One filing talks about a “sensing device configured to fit an ear of a user, with an optical sensing head which senses light reflected from the face and outputs a signal in response. Processing circuitry processes the signal to generate a speech output.”

Tech bloggers have suggested Apple has bought the company to enable non-verbal control of an iPhone and other devices via its airpod earphones or smart glasses. An annotated diagram included with the patent shows a person wearing glasses and an earpiece integrated with the technology.

Indeed Apple is no stranger to adopting the technologies of Israeli apartheid, and in fact the company is extremely familiar with Maizels himself.

In 2013, Apple bought Maizels’s first company, PrimeSense, a developer of 3D sensing technology. PrimeSense technology went on to become the foundation for Apple’s Face ID system on its newer iPhone and iPad models.

Nonetheless, two billion dollars for a non-existent technology and a three-year old company, is unprecedented. What isn’t unprecedented, however, is a US tech giant overpaying for an Israeli company.

Overpriced Israeli tech

Last year, Google bought Israeli cybersecurity Wiz for $32 billion, which, at 64 times Wiz’s annual sales, was widely seen as an inflated price and far in excess of the sales-to-valuation ratio for similar companies.

At this price, however, Israel received a huge $5 billion tax windfall. At the time Zionists crowed it would help the country buy more warplanes and missiles to commit genocide.

The deal for Q.ai, while a lot smaller, will still generate significant tax income for Israel’s struggling economy.

And Israel is critical to Apple.

The company has a large R&D campus in the country, its second-biggest outside the US, into which large numbers of Unit 8200 and Unit 81 graduates are funnelled. Apple CEO Tim Cook is a devoted Zionist, has visited Israel on numerous occasions, and in 2018 received an award from Zionist lobby group the ADL for his efforts to censor anti-Israel speech. Apple has made good on that promise over the last two years, sacking staff for expressing pro-Palestine, anti-genocide views. Cook has never spoken about Gaza.

The price for a ghost company with a few patents, then, looks as much about politics as it does about technology.

That’s not to say Q.ai’s technology won’t be commercialised for consumer applications. It probably will be. And if the tech is realised, the implications for privacy and data collection are frightening.

As are the security state and military applications.

A pre-crime future

A few days after the Q.ai deal, the head of neurotechnology at Israel’s directorate of defense research and development, the country’s equivalent to the US’s DARPA programme, gave her first-ever interview to Israeli media. In the interview she referenced Q.ai and said the Israeli military is working on similar technology. The US has a DARPA project known as Silent Talk which is also working to develop pre-speech sensing and non-verbal control technologies.

Once the technology is developed, and pre-speech established as a legitimate biological human function, how far behind will pre-crime be?

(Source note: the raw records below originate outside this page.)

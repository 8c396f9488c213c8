//! Subsystem configuration that downstream crates can serialize/deserialize.
//!
//! Runtime handles (the allocator, reclaimers, the arbitration state-check
//! callback) are not part of this struct; `arbor-mem` combines it with
//! those into its manager options.

use serde::{Deserialize, Serialize};

use crate::bytes::MAX_MEMORY_BYTES;
use crate::error::{Error, Result};

/// Which arbitration strategy the manager builds.
#[derive(Debug, Clone, Copy, PartialEq, Eq, Serialize, Deserialize)]
#[serde(rename_all = "lowercase")]
pub enum ArbitratorKind {
    /// No global accounting; every growth request is granted up to the
    /// pool's own max capacity. For deployments without a query memory cap.
    NoOp,
    /// Capacity is arbitrated from a shared budget, reclaiming from
    /// sibling pools under pressure.
    Shared,
}

#[derive(Debug, Clone, Serialize, Deserialize)]
pub struct MemoryConfig {
    /// Total bytes the subsystem may ever grant. `u64::MAX` means unlimited.
    /// Must equal the allocator's capacity at manager construction.
    pub capacity_bytes: u64,

    /// Arbitrable sub-budget for query pools. The arbitrator's capacity is
    /// `min(query_memory_capacity_bytes, capacity_bytes)`; the remainder is
    /// headroom for untracked system usage.
    pub query_memory_capacity_bytes: u64,

    /// Initial grant for a freshly created root pool (clamped to its max).
    pub pool_init_capacity_bytes: u64,

    /// Largest capacity slice moved between pools per reclaim step.
    pub pool_transfer_capacity_bytes: u64,

    /// Max wall time one growth request may spend waiting on reclamation.
    pub reclaim_wait_ms: u64,

    /// Minimum allocation alignment (power of two, >= 8).
    pub alignment_bytes: u64,

    /// Size of the shared leaf pool array hung off the default root.
    pub num_shared_leaf_pools: usize,

    /// Track usage under the default root (system usage such as spilling).
    pub track_default_usage: bool,

    /// Panic at manager shutdown if any root pools are still registered.
    pub check_usage_leak: bool,

    /// Extra debug bookkeeping on pools.
    pub debug_enabled: bool,

    /// Abort the process when a reservation fails on capacity, so a core
    /// dump preserves the failing state. For postmortem debugging only.
    pub core_on_allocation_failure_enabled: bool,

    pub arbitrator_kind: ArbitratorKind,
}

impl Default for MemoryConfig {
    fn default() -> Self {
        Self {
            capacity_bytes: MAX_MEMORY_BYTES,
            query_memory_capacity_bytes: MAX_MEMORY_BYTES,
            pool_init_capacity_bytes: 256 * 1024 * 1024,
            pool_transfer_capacity_bytes: 32 * 1024 * 1024,
            reclaim_wait_ms: 300_000,
            alignment_bytes: 64,
            num_shared_leaf_pools: 32,
            track_default_usage: false,
            check_usage_leak: true,
            debug_enabled: false,
            core_on_allocation_failure_enabled: false,
            arbitrator_kind: ArbitratorKind::Shared,
        }
    }
}

impl MemoryConfig {
    /// Create a config from environment variables, falling back to defaults.
    ///
    /// Environment variables:
    /// - `ARBOR_CAPACITY_BYTES`: total capacity in bytes
    /// - `ARBOR_QUERY_MEMORY_CAPACITY_BYTES`: arbitrable sub-budget
    /// - `ARBOR_POOL_INIT_CAPACITY_BYTES`: initial root pool grant
    /// - `ARBOR_POOL_TRANSFER_CAPACITY_BYTES`: reclaim transfer step
    /// - `ARBOR_RECLAIM_WAIT_MS`: max reclaim wait per growth request
    /// - `ARBOR_ALIGNMENT_BYTES`: minimum allocation alignment
    /// - `ARBOR_NUM_SHARED_LEAF_POOLS`: shared leaf pool count
    /// - `ARBOR_CHECK_USAGE_LEAK`: `true`/`false`
    pub fn from_env() -> Self {
        let mut cfg = Self::default();

        if let Ok(s) = std::env::var("ARBOR_CAPACITY_BYTES") {
            if let Ok(v) = s.parse::<u64>() {
                cfg.capacity_bytes = v;
            }
        }

        if let Ok(s) = std::env::var("ARBOR_QUERY_MEMORY_CAPACITY_BYTES") {
            if let Ok(v) = s.parse::<u64>() {
                cfg.query_memory_capacity_bytes = v;
            }
        }

        if let Ok(s) = std::env::var("ARBOR_POOL_INIT_CAPACITY_BYTES") {
            if let Ok(v) = s.parse::<u64>() {
                cfg.pool_init_capacity_bytes = v;
            }
        }

        if let Ok(s) = std::env::var("ARBOR_POOL_TRANSFER_CAPACITY_BYTES") {
            if let Ok(v) = s.parse::<u64>() {
                cfg.pool_transfer_capacity_bytes = v;
            }
        }

        if let Ok(s) = std::env::var("ARBOR_RECLAIM_WAIT_MS") {
            if let Ok(v) = s.parse::<u64>() {
                cfg.reclaim_wait_ms = v;
            }
        }

        if let Ok(s) = std::env::var("ARBOR_ALIGNMENT_BYTES") {
            if let Ok(v) = s.parse::<u64>() {
                cfg.alignment_bytes = v;
            }
        }

        if let Ok(s) = std::env::var("ARBOR_NUM_SHARED_LEAF_POOLS") {
            if let Ok(v) = s.parse::<usize>() {
                cfg.num_shared_leaf_pools = v;
            }
        }

        if let Ok(s) = std::env::var("ARBOR_CHECK_USAGE_LEAK") {
            if let Ok(v) = s.parse::<bool>() {
                cfg.check_usage_leak = v;
            }
        }

        cfg
    }

    /// Validate construction-time invariants. The manager refuses to start
    /// from a config that fails here.
    pub fn validate(&self) -> Result<()> {
        crate::alloc::check_alignment(0, self.alignment_bytes)?;
        if self.pool_transfer_capacity_bytes == 0 {
            return Err(Error::Config(
                "pool_transfer_capacity_bytes must be non-zero".to_string(),
            ));
        }
        Ok(())
    }

    /// The budget actually handed to the arbitrator.
    pub fn arbitrator_capacity(&self) -> u64 {
        self.query_memory_capacity_bytes.min(self.capacity_bytes)
    }
}

#[cfg(test)]
mod tests {
    use super::*;

    #[test]
    fn default_config_validates() {
        assert!(MemoryConfig::default().validate().is_ok());
    }

    #[test]
    fn rejects_bad_alignment() {
        let mut cfg = MemoryConfig::default();
        cfg.alignment_bytes = 48;
        assert!(cfg.validate().is_err());
        cfg.alignment_bytes = 4;
        assert!(cfg.validate().is_err());
    }

    #[test]
    fn serde_round_trip_preserves_fields() {
        let mut cfg = MemoryConfig::default();
        cfg.capacity_bytes = 1024;
        cfg.arbitrator_kind = ArbitratorKind::NoOp;
        let json = serde_json::to_string(&cfg).unwrap();
        assert!(json.contains("\"noop\""));
        let back: MemoryConfig = serde_json::from_str(&json).unwrap();
        assert_eq!(back.capacity_bytes, 1024);
        assert_eq!(back.arbitrator_kind, ArbitratorKind::NoOp);
    }

    #[test]
    fn arbitrator_capacity_is_min_of_budgets() {
        let mut cfg = MemoryConfig::default();
        cfg.capacity_bytes = 1024;
        cfg.query_memory_capacity_bytes = 4096;
        assert_eq!(cfg.arbitrator_capacity(), 1024);
        cfg.query_memory_capacity_bytes = 512;
        assert_eq!(cfg.arbitrator_capacity(), 512);
    }
}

Given the frenzied efforts we’ve seen to shut down and criminalise criticism of Israel under the guise of antisemitism, one can easily imagine a future of pre-speech sensing technology being rolled out to identify would-be critics of Israel. Or the US. Or Europe. Or imperialism in general.

You can imagine it now. “Based on our silent speech detector we have determined you were going to say something hateful or antisemitic or un-American and are therefore under arrest.”

The most dystopian technologies continue to flow out of Israel. And they continue to flow because Israel is empowered by the US and Europe to maintain a system of apartheid built upon invasive and authoritarian technologies of control.

It is therefore no surprise that the creators of Q.ai are veterans of Israel’s genocidal military security state, or that the largest company in the US sees these technologies as essential to its AI future.

And while this story may be no surprise, we should never get used to, and must resist, technologies of apartheid and genocide, and their creators, becoming embedded in our devices, our economies and our lives.